Thursday, June 29, 2006

Multivitamin use before pregnancy reduces risk of preterm births

Pre-term birth is associated with many health risks as well as a lower rate of infant survival during the first year of life. Women who take a multivitamin before conception have only half the risk of preterm delivery than those who wait until after becoming pregnant to start taking nutritional supplements.

A study published in the November 2004 issue of the American Journal of Epidemiology showed that the use of multivitamin supplements by women prior to becoming pregnant was associated with fewer preterm deliveries. Preterm birth is defined as birth at less than 37 weeks of gestation and is associated with a lower rate of infant survival during the first year of life. Researchers utilized data from the Pregnancy, Infection and Nutrition Study which recruited 2,010 women during their 24th to 29th week of pregnancy. They compared the incidence of preterm delivery among women who took multivitamins prior to conception, before conception and during pregnancy, during pregnancy only, or not at all. Women who took a multivitamin supplement before conception had half the risk of early and late preterm delivery than those who took no vitamins. Women used multivitamins during pregnancy only had approximately the same amount of preterm births than women who took none at all. This study, as well as many previous studies, reinforces the concern that waiting until pregnancy is diagnosed may be too late for nutritional intervention to benefit many pregnancy outcomes.

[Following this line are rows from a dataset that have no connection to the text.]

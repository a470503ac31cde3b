pub mod auth;
pub mod db;
pub mod domain;
pub mod forms;
pub mod models;
pub mod pagination;
pub mod repository;
pub mod routes;
pub mod schema;
pub mod services;

/// Orders delivered inside the platform's base city carry no delivery fee.
pub const BASE_CITY: &str = "Tashkent";
use diesel::connection::SimpleConnection;
use diesel::r2d2::{ConnectionManager, CustomizeConnection, Pool, PoolError, PooledConnection};
use diesel::sqlite::SqliteConnection;

pub type DbPool = Pool<ConnectionManager<SqliteConnection>>;
pub type DbConnection = PooledConnection<ConnectionManager<SqliteConnection>>;

/// Pragmas applied to every pooled connection. `foreign_keys` keeps the
/// `ON DELETE` behaviour of the schema; `busy_timeout` lets concurrent
/// writers wait for the immediate transaction lock instead of failing.
#[derive(Debug, Clone, Copy)]
struct SqlitePragmas;

impl CustomizeConnection<SqliteConnection, diesel::r2d2::Error> for SqlitePragmas {
    fn on_acquire(&self, conn: &mut SqliteConnection) -> Result<(), diesel::r2d2::Error> {
        conn.batch_execute("PRAGMA foreign_keys = ON; PRAGMA busy_timeout = 5000;")
            .map_err(diesel::r2d2::Error::QueryError)
    }
}

/// Build an r2d2 pool over the SQLite database at `database_url`.
pub fn establish_connection_pool(database_url: &str) -> Result<DbPool, PoolError> {
    let manager = ConnectionManager::<SqliteConnection>::new(database_url);
    Pool::builder()
        .connection_customizer(Box::new(SqlitePragmas))
        .build(manager)
}
use chrono::NaiveDateTime;
use diesel::prelude::*;

use crate::domain::address::{Address as DomainAddress, NewAddress as DomainNewAddress};

#[derive(Debug, Clone, Identifiable, Queryable, Selectable)]
#[diesel(table_name = crate::schema::addresses)]
pub struct Address {
    pub id: i32,
    pub user_id: i32,
    pub label: Option<String>,
    pub city: String,
    pub street: String,
    pub created_at: NaiveDateTime,
    pub updated_at: NaiveDateTime,
}

#[derive(Insertable)]
#[diesel(table_name = crate::schema::addresses)]
pub struct NewAddress<'a> {
    pub user_id: i32,
    pub label: Option<&'a str>,
    pub city: &'a str,
    pub street: &'a str,
    pub updated_at: NaiveDateTime,
}

impl From<Address> for DomainAddress {
    fn from(value: Address) -> Self {
        Self {
            id: value.id,
            user_id: value.user_id,
            label: value.label,
            city: value.city,
            street: value.street,
            created_at: value.created_at,
            updated_at: value.updated_at,
        }
    }
}

impl<'a> From<&'a DomainNewAddress> for NewAddress<'a> {
    fn from(value: &'a DomainNewAddress) -> Self {
        Self {
            user_id: value.user_id,
            label: value.label.as_deref(),
            city: value.city.as_str(),
            street: value.street.as_str(),
            updated_at: value.updated_at,
        }
    }
}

Source: Multivitamin Use and the Risk of Preterm Birth, Anjel Vahratian, Anna Maria Siega-Riz, David A. Savitz, and John M. Thorp Jr, Am J Epidemiol. 2004 Nov 1;160(9):886-92.

Friday, June 23, 2006

Soy isoflavones from supplements and soymilk benefit the immune system of postmenopausal women

The hormone estrogen has positive benefits on the immune system of women. During menopause, the effects of aging and diminishing concentrations of estrogen may negatively impact the immune system. Soy isoflavones have both estrogenic and antioxidant properties so they may be beneficial to women during this stage of life.

A recent study evaluated the effects of soy isoflavones, both in soymilk and supplement form, on immunity and oxidative stress in postmenopausal women. Results from this placebo-controlled double blind study showed that soy isoflavones from either the soymilk or supplements were beneficial. Isoflavones increased the population of B-cells, important cells in the immune system, and decreased the plasma concentration of a compound whose high levels are an indicator of DNA damage. Soymilk and supplemental isoflavones may therefore be protective against DNA damage and improve immune function in postmenopausal women.

Source: Soy isoflavones modulate immune function in healthy postmenopausal women, Tracy A Ryan-Borchers, Jean Soon Park, Boon P Chew, Michelle K McGuire, Lisa R Fournier and Kathy A Beerman, American Journal of Clinical Nutrition, Vol. 83, No. 5, 1118-1125, May 2006

Wednesday, June 14, 2006

Take steps now to protect your vision later

High dietary intakes of the antioxidants beta-carotene, vitamin C, vitamin E, and zinc may reduce the risk of developing age-related macular degeneration (AMD) the most common cause of permanent blindness in the developed world.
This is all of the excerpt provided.